(Beginning of Provided records)

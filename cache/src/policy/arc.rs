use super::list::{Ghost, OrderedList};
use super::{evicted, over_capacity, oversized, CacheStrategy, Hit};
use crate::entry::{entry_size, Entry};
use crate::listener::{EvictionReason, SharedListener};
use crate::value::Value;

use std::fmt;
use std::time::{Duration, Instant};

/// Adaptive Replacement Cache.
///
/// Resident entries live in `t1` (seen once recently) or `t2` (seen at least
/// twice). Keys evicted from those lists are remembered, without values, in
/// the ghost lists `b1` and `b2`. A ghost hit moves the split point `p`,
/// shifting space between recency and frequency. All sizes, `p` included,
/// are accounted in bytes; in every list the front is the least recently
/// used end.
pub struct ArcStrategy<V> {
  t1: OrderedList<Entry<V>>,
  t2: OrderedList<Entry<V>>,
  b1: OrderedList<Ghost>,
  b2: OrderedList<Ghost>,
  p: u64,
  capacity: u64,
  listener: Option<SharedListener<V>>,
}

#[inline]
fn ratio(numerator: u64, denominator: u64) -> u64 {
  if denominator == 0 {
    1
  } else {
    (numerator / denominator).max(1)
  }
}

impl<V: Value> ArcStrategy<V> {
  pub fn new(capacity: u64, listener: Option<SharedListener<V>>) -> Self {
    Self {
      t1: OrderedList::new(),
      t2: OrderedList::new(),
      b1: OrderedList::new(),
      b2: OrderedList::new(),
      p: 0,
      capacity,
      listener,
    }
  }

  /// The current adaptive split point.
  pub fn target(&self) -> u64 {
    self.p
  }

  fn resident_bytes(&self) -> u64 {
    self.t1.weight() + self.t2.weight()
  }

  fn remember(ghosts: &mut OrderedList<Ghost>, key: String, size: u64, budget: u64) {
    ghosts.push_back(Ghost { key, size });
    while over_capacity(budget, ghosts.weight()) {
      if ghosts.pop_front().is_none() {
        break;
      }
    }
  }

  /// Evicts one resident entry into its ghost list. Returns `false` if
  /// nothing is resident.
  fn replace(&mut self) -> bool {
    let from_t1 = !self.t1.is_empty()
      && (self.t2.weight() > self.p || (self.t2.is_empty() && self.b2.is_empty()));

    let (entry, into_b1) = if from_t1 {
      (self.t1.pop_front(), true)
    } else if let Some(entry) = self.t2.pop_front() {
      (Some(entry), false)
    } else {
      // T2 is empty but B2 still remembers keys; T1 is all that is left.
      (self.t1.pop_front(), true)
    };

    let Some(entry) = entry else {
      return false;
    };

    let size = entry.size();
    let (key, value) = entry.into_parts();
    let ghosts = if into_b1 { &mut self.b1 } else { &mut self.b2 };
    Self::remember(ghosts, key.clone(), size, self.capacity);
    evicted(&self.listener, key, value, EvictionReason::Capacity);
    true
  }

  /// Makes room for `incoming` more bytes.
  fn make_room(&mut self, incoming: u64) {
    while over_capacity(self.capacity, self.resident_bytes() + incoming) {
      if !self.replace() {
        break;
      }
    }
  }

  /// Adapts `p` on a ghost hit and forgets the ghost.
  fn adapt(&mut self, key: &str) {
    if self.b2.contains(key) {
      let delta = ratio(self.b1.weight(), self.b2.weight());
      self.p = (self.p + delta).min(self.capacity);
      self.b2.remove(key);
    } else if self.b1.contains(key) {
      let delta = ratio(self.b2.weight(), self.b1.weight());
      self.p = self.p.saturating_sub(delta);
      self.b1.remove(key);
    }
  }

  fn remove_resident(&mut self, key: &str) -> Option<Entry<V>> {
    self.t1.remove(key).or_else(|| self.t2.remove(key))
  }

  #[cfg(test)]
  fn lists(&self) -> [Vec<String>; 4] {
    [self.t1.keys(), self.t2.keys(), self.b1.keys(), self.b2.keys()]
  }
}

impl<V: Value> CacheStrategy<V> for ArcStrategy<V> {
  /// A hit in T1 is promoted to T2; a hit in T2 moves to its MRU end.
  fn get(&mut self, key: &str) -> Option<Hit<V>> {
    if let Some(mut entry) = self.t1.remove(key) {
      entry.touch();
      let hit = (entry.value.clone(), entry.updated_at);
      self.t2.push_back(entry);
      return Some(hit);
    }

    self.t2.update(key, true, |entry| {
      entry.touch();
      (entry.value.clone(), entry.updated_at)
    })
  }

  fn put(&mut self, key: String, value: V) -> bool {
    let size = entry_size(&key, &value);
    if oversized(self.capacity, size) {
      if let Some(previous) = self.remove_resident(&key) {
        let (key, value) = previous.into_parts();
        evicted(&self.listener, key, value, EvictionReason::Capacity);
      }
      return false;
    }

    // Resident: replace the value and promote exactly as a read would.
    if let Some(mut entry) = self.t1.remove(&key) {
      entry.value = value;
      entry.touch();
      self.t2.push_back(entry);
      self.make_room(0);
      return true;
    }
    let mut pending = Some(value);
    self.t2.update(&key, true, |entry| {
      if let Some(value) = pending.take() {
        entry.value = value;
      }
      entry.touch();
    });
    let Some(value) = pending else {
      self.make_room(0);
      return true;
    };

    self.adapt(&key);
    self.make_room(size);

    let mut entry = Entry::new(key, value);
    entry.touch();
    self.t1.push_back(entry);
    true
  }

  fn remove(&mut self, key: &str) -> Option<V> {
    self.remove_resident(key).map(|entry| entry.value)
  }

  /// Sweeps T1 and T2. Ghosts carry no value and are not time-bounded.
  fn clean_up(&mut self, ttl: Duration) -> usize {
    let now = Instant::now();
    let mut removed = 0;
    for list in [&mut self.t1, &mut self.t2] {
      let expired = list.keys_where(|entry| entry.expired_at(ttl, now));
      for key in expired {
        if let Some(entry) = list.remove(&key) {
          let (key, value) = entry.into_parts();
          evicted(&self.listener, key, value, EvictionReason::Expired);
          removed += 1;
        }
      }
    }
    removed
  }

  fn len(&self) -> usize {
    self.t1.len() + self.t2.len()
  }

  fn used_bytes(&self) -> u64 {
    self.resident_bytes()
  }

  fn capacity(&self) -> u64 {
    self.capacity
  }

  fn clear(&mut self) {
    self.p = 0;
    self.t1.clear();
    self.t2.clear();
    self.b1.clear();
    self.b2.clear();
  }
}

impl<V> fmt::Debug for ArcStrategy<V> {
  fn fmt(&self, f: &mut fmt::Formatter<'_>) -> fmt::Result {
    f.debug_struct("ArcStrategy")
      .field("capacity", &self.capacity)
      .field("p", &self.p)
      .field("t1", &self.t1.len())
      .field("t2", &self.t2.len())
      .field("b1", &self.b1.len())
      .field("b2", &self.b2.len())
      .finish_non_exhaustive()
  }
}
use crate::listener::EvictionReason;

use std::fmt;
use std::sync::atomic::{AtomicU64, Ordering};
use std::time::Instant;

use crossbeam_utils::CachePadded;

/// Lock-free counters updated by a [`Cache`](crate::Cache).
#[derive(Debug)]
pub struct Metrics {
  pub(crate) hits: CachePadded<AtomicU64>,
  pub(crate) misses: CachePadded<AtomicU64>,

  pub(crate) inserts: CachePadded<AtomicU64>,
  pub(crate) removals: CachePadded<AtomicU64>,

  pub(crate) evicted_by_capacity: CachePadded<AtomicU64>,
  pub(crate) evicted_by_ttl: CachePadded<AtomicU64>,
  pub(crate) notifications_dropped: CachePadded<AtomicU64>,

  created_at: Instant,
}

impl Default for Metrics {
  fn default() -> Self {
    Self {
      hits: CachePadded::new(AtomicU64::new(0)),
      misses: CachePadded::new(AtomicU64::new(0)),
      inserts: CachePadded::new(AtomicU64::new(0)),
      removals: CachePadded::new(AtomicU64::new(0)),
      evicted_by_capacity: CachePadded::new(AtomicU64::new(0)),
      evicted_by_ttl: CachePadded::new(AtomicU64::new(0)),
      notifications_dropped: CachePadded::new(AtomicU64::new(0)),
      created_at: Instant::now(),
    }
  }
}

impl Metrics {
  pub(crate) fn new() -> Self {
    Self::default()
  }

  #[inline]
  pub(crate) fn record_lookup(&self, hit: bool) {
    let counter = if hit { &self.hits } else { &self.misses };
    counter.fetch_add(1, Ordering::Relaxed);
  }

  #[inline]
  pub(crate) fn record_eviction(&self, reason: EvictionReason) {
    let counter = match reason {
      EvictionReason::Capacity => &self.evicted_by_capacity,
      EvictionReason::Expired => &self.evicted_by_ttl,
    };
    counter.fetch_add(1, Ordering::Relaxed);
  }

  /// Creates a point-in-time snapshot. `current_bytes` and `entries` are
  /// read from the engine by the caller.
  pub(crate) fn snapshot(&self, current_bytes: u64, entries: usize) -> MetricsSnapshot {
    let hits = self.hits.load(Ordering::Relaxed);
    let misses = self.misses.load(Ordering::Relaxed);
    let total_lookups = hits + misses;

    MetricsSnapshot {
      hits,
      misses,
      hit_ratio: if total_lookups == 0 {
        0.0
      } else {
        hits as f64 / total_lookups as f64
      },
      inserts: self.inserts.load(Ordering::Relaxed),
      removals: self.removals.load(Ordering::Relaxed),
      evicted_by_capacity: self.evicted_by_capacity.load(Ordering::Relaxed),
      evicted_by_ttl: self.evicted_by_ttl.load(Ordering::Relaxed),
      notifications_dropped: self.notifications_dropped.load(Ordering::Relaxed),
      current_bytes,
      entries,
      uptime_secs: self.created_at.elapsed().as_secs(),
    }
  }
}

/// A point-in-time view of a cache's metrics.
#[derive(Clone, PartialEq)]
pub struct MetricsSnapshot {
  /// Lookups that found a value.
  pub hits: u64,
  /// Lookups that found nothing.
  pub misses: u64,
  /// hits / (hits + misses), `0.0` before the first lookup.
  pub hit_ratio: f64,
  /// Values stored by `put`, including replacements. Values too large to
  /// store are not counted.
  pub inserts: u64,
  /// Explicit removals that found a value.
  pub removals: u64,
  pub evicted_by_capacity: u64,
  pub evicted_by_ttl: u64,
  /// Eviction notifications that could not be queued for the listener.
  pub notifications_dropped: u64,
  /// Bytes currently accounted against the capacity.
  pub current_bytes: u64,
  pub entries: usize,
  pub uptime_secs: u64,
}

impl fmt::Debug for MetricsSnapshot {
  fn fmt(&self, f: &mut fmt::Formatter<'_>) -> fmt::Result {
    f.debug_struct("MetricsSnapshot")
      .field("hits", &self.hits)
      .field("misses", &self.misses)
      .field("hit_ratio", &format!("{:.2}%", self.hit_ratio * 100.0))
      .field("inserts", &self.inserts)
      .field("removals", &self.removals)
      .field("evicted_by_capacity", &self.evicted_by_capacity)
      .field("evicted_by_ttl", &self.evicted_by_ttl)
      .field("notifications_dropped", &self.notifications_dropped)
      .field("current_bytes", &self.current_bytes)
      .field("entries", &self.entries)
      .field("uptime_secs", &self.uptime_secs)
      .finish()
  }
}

(End of Provided records)

* What is being asked *
Return every line from the records above that holds the word "point".

* Output below *
/// the ghost lists `b1` and `b2`. A ghost hit moves the split point `p`,
  /// The current adaptive split point.
  /// Creates a point-in-time snapshot. `current_bytes` and `entries` are
/// A point-in-time view of a cache's metrics.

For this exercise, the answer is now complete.